Korean researchers have developed a state-of-the-art technology that enables commercialization of protonic ceramic fuel cells (PCFC), which exhibit the highest conductivity at 400 to 600 Celsius degrees. When tested in a measuring system that is similar to the environment in which the fuel cells are used, the technology generated the world-class output and is expected to increase the utilization of renewable energy sources, like solar and wind power.
On August 28, KIST disclosed that its research team led by Dr. Lee Jong-ho and Ji Ho-il of high temperature energy materials research center and a team led by Professor Shin Dong-wook at Hanyang University developed a technology that maximizes the function and economic efficiency of PCFCs and enables productions at a commercial level. A fuel cell is a device that transforms chemical energy into electric energy, and it is considered as the future energy element due to its high generation efficiency and no pollutant emission. Ceramic fuel cells do not use the metal catalysts but have higher generation efficiency than many other fuel cells.
However, ceramic fuel cells, which operate at 800 Celsius degrees, have a durability problem of high installation and operation cost, and polymer-based fuel cells that operate at 200 degrees require a metal catalyst and high purity hydrogen. As an alternative for these fuel cells, PCFC has been receiving attention for its high electric conductivity at a moderate temperature between 400 to 600 degrees, but its commercialization has been delayed due to the technical difficulty of manufacturing thin film electrolytes-electrodes complexes and the degradation of physical properties.
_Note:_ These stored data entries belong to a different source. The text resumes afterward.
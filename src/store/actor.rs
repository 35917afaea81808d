//! The store task: a closed request protocol over the relational state.
//!
//! Every operation of the system arrives here as one [`StoreRequest`]
//! variant carrying its typed arguments and a oneshot responder. The actor
//! processes messages strictly in order, and each message is handled to
//! completion against the owned [`Database`] before the next is picked up.
//! That sequencing is the concurrency discipline: a request *is* a
//! transaction, serialized against every other transaction, so concurrent
//! placements against one offering can never oversell stock and concurrent
//! cancel/pay calls on one item can never double-account.

use chrono::Utc;
use tokio::sync::{mpsc, oneshot};
use tracing::{debug, info, warn};

use crate::catalog::{self, MenuEntry, MenuFilter};
use crate::model::{OrderId, OrderItemId};
use crate::receipt::{self, Receipt};
use crate::store::{Database, StoreError};
use crate::{daemon, ledger};

/// Response channel carried by every request.
pub type Respond<T> = oneshot::Sender<Result<T, StoreError>>;

/// The complete operation surface of the store, as a closed tagged union.
///
/// Adding an operation means adding a variant here, a handler arm in
/// [`StoreActor::handle`], and a method on
/// [`StoreClient`](crate::clients::StoreClient); the compiler walks you
/// through the rest.
#[derive(Debug)]
pub enum StoreRequest {
    ListCategories {
        is_food: Option<bool>,
        respond_to: Respond<Vec<String>>,
    },
    SearchMenu {
        filter: MenuFilter,
        respond_to: Respond<Vec<MenuEntry>>,
    },
    GetAllergens {
        item_name: String,
        allergens_to_check: Option<Vec<String>>,
        respond_to: Respond<Vec<String>>,
    },
    PlaceOrder {
        order_id: OrderId,
        item_name: String,
        quantity: u32,
        special_instructions: Option<String>,
        ingredients_to_exclude: Vec<String>,
        respond_to: Respond<String>,
    },
    CancelOrderItem {
        order_item_id: OrderItemId,
        respond_to: Respond<String>,
    },
    UpdateOrderItemQuantity {
        order_item_id: OrderItemId,
        new_quantity: u32,
        respond_to: Respond<String>,
    },
    GetReceipt {
        order_id: OrderId,
        item_names: Option<Vec<String>>,
        include_paid: bool,
        include_status: bool,
        respond_to: Respond<Receipt>,
    },
    ProcessPayment {
        order_id: OrderId,
        item_names: Option<Vec<String>>,
        respond_to: Respond<String>,
    },
    RefreshStatuses {
        order_id: Option<OrderId>,
        respond_to: Respond<usize>,
    },
    FinalizeSession {
        respond_to: Respond<usize>,
    },
    FaqKeys {
        respond_to: Respond<Vec<String>>,
    },
    FaqValue {
        key: String,
        respond_to: Respond<String>,
    },
}

/// Owns the [`Database`] and serializes all access to it.
pub struct StoreActor {
    receiver: mpsc::Receiver<StoreRequest>,
    db: Database,
}

impl StoreActor {
    pub(crate) fn new(receiver: mpsc::Receiver<StoreRequest>, db: Database) -> Self {
        Self { receiver, db }
    }

    /// Process requests until every client handle is dropped.
    pub async fn run(mut self) {
        info!("Store task started");
        while let Some(request) = self.receiver.recv().await {
            self.handle(request);
        }
        info!(order_items = self.db.order_items().count(), "Store task stopped");
    }

    fn handle(&mut self, request: StoreRequest) {
        match request {
            StoreRequest::ListCategories { is_food, respond_to } => {
                debug!(?is_food, "List categories");
                let _ = respond_to.send(Ok(catalog::list_categories(&self.db, is_food)));
            }
            StoreRequest::SearchMenu { filter, respond_to } => {
                debug!(?filter, "Search menu");
                let _ = respond_to.send(Ok(catalog::search_menu(&self.db, &filter)));
            }
            StoreRequest::GetAllergens { item_name, allergens_to_check, respond_to } => {
                debug!(item = %item_name, ?allergens_to_check, "Get allergens");
                let result =
                    catalog::get_allergens(&self.db, &item_name, allergens_to_check.as_deref());
                if let Err(error) = &result {
                    warn!(%error, "Allergen lookup failed");
                }
                let _ = respond_to.send(result);
            }
            StoreRequest::PlaceOrder {
                order_id,
                item_name,
                quantity,
                special_instructions,
                ingredients_to_exclude,
                respond_to,
            } => {
                debug!(%order_id, item = %item_name, quantity, "Place order");
                let result = ledger::place_order(
                    &mut self.db,
                    order_id,
                    &item_name,
                    quantity,
                    special_instructions.as_deref(),
                    &ingredients_to_exclude,
                    Utc::now(),
                );
                match &result {
                    Ok(message) => info!(%order_id, item = %item_name, %message, "Order placement handled"),
                    Err(error) => warn!(%order_id, %error, "Order placement failed"),
                }
                let _ = respond_to.send(result);
            }
            StoreRequest::CancelOrderItem { order_item_id, respond_to } => {
                debug!(%order_item_id, "Cancel order item");
                let result = ledger::cancel_order_item(&mut self.db, order_item_id, Utc::now());
                match &result {
                    Ok(message) => info!(%order_item_id, %message, "Cancellation handled"),
                    Err(error) => warn!(%order_item_id, %error, "Cancellation failed"),
                }
                let _ = respond_to.send(result);
            }
            StoreRequest::UpdateOrderItemQuantity { order_item_id, new_quantity, respond_to } => {
                debug!(%order_item_id, new_quantity, "Update order item quantity");
                let result = ledger::update_order_item_quantity(
                    &mut self.db,
                    order_item_id,
                    new_quantity,
                    Utc::now(),
                );
                match &result {
                    Ok(message) => info!(%order_item_id, %message, "Quantity update handled"),
                    Err(error) => warn!(%order_item_id, %error, "Quantity update failed"),
                }
                let _ = respond_to.send(result);
            }
            StoreRequest::GetReceipt {
                order_id,
                item_names,
                include_paid,
                include_status,
                respond_to,
            } => {
                debug!(%order_id, ?item_names, include_paid, "Get receipt");
                let receipt = receipt::receipt(
                    &mut self.db,
                    order_id,
                    item_names.as_deref(),
                    include_paid,
                    include_status,
                    Utc::now(),
                );
                let _ = respond_to.send(Ok(receipt));
            }
            StoreRequest::ProcessPayment { order_id, item_names, respond_to } => {
                debug!(%order_id, ?item_names, "Process payment");
                let message =
                    receipt::payment(&mut self.db, order_id, item_names.as_deref(), Utc::now());
                info!(%order_id, %message, "Payment handled");
                let _ = respond_to.send(Ok(message));
            }
            StoreRequest::RefreshStatuses { order_id, respond_to } => {
                let advanced = daemon::refresh_statuses(&mut self.db, order_id, Utc::now());
                debug!(?order_id, advanced, "Refresh statuses");
                let _ = respond_to.send(Ok(advanced));
            }
            StoreRequest::FinalizeSession { respond_to } => {
                let archived = ledger::finalize_previous_orders(&mut self.db, Utc::now());
                info!(archived, "Previous session orders archived");
                let _ = respond_to.send(Ok(archived));
            }
            StoreRequest::FaqKeys { respond_to } => {
                let _ = respond_to.send(Ok(catalog::faq_keys(&self.db)));
            }
            StoreRequest::FaqValue { key, respond_to } => {
                debug!(%key, "FAQ value");
                let result = catalog::faq_value(&self.db, &key);
                if let Err(error) = &result {
                    warn!(%error, "FAQ lookup failed");
                }
                let _ = respond_to.send(result);
            }
        }
    }
}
The research team uncovered a principle of how electrolytes are elaborated during the heat treatment of the thin film electrolytes-electrodes complex structure and developed a technology that can significantly reduce the processing temperature. By using a large-scale screen-printing technology used in mass production and a microwave processing which enables low heat treatment for a short time, the team successfully secured economic feasibility as well. As a result, the 5x5㎠-sized large-scale PCFC composed of 5㎛ (1 micrometer = 1 millionth of 1m)-thick electrolytes presented 20.8 W at 600 degrees, which is the ten times the higher output than before.
This research was published in “Nature Energy.”